YOUR ASSIGNMENT. Nothing but the lines from the one containing "pub const INVALID: i32 = 1;" through the final line of the data should be repeated, and each must be exact.

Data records

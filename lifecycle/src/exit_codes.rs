//! Stable exit codes for lifecycle CLI commands.

/// Command succeeded; for `run`, the session completed.
pub const OK: i32 = 0;
/// Invalid config, session or arguments, or any other error.
pub const INVALID: i32 = 1;
/// `lifecycle run` stopped at a step boundary after a pause decision.
pub const PAUSED: i32 = 2;
/// `lifecycle run` stopped after an abort decision or a rejected checkpoint.
pub const ABORTED: i32 = 3;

SOLUTION FOR THIS EXERCISE.
pub const INVALID: i32 = 1;
/// `lifecycle run` stopped at a step boundary after a pause decision.
pub const PAUSED: i32 = 2;
/// `lifecycle run` stopped after an abort decision or a rejected checkpoint.
pub const ABORTED: i32 = 3;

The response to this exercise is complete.